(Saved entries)

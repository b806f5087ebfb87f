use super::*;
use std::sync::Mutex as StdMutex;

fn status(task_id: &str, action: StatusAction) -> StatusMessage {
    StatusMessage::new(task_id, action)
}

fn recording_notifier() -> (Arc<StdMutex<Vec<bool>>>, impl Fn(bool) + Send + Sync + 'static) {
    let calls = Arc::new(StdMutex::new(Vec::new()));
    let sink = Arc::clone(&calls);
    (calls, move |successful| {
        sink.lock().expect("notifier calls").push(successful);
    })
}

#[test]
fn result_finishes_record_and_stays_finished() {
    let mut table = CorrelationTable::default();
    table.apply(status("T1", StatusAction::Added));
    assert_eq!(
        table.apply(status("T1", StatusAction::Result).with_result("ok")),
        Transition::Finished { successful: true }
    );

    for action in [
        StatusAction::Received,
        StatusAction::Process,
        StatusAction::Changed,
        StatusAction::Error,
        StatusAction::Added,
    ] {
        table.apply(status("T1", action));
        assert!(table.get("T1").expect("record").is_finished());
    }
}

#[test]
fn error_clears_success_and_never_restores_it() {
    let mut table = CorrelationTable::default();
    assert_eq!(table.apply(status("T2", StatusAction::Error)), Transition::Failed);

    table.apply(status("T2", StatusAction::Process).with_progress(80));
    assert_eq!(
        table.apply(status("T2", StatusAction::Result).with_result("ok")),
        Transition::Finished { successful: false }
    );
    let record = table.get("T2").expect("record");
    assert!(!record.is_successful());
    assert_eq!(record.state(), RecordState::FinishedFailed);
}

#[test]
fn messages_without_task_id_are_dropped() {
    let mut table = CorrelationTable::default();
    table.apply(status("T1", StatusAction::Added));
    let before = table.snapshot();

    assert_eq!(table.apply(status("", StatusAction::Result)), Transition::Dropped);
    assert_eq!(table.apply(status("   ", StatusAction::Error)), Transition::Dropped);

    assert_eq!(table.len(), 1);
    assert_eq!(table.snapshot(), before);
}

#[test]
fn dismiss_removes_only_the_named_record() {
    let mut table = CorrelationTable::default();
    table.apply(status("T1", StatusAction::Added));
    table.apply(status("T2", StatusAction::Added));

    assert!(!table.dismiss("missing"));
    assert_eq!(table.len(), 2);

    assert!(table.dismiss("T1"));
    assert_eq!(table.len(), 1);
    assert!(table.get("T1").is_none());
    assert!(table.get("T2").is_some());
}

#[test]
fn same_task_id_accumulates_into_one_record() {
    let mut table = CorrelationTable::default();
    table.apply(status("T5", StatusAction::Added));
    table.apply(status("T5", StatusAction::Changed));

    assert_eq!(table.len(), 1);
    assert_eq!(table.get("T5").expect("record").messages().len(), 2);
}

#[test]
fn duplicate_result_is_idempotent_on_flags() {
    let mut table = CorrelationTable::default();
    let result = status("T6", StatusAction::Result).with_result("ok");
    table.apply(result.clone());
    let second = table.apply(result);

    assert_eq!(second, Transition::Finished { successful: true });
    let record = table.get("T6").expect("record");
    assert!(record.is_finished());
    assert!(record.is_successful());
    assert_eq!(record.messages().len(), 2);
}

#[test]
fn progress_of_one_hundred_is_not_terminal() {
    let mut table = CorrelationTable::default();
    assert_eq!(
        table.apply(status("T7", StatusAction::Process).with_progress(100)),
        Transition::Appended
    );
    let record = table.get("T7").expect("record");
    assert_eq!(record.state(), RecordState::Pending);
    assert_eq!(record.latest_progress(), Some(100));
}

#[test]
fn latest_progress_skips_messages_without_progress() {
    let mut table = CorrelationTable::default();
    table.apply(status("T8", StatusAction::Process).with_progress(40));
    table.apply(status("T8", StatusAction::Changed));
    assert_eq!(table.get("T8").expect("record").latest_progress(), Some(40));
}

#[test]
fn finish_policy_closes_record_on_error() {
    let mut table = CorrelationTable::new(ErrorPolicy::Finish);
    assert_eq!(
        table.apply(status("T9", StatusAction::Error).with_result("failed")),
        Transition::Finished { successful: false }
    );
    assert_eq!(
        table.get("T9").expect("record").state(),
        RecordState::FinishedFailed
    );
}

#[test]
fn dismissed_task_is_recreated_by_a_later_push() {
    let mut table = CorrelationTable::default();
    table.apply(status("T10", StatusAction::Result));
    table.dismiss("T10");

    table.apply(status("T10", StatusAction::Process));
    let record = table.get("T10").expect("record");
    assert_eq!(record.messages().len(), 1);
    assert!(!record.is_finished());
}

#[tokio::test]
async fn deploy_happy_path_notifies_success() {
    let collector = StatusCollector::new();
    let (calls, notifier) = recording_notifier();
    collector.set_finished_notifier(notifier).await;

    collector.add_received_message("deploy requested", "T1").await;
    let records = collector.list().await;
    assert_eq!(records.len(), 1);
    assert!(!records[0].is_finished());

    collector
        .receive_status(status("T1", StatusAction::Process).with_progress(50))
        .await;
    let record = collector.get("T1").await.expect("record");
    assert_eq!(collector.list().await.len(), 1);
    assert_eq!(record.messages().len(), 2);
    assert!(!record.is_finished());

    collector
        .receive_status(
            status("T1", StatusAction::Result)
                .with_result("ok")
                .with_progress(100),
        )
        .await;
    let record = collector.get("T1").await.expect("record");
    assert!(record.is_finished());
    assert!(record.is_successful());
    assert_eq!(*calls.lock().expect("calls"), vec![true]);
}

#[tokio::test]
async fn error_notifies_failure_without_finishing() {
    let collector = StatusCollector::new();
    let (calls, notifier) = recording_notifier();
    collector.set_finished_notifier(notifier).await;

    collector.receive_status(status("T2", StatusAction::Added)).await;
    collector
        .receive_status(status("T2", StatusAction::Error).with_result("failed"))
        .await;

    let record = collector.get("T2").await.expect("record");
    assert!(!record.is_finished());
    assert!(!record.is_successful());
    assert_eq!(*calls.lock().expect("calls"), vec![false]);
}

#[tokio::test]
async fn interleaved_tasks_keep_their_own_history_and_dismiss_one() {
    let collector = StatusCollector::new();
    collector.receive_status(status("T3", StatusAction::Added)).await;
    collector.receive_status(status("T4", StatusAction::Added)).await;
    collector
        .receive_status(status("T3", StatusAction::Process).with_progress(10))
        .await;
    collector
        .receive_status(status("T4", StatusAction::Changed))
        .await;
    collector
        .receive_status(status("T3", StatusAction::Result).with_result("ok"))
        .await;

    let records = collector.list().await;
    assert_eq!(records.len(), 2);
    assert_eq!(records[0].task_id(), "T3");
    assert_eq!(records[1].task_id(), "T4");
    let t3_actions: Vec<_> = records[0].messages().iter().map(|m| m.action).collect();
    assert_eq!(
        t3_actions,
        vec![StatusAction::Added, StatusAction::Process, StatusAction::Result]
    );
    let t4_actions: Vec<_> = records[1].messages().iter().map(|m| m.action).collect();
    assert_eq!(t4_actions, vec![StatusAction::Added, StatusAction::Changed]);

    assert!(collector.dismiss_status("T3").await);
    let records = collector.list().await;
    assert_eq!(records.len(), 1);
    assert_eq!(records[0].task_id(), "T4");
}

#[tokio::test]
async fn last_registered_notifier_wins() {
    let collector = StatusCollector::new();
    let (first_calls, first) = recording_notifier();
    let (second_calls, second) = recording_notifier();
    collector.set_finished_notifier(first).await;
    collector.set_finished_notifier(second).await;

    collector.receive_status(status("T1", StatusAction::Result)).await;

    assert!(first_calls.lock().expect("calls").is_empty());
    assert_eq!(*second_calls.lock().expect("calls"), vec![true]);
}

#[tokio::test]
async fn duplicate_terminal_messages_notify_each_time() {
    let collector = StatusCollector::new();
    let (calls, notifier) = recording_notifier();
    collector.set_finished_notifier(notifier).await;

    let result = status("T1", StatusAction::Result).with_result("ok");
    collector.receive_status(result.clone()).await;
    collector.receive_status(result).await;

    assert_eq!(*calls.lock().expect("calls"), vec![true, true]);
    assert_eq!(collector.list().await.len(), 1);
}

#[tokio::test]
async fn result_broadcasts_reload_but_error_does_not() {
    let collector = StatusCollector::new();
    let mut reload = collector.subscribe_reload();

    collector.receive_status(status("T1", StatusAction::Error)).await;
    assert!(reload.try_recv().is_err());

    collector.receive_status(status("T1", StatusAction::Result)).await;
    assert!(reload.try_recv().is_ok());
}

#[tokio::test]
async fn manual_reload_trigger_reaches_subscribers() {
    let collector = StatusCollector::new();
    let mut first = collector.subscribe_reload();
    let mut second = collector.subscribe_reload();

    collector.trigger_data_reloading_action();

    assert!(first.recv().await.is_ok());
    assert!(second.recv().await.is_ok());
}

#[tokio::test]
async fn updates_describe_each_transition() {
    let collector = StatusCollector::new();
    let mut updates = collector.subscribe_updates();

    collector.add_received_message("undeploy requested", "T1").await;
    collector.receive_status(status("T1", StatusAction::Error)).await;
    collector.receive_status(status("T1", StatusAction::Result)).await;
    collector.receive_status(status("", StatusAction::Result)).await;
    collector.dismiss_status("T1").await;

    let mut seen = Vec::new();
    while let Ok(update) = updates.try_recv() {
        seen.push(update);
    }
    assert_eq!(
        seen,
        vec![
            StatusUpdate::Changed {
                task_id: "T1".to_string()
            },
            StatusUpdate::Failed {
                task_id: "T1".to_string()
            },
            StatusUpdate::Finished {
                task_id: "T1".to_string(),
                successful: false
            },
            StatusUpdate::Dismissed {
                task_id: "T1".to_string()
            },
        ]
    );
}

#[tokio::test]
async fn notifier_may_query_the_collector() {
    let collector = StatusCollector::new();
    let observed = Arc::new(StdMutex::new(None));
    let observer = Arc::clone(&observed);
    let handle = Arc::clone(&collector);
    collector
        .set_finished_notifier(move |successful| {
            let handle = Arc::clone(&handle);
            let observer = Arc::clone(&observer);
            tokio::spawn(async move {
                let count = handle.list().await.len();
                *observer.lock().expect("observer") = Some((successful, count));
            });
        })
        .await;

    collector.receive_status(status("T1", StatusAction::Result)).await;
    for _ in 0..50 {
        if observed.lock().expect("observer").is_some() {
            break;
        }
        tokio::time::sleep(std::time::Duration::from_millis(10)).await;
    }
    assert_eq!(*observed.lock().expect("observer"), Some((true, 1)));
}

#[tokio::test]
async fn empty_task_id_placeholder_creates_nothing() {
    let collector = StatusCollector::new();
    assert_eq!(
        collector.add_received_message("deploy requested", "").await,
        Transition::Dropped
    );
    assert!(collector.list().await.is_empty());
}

(WHAT YOU NEED TO DO)
The answer must consist of every line from the entries that holds the string "RecordState".

(ANSWER FOR THE TASK)
    assert_eq!(record.state(), RecordState::FinishedFailed);
    assert_eq!(record.state(), RecordState::Pending);
        RecordState::FinishedFailed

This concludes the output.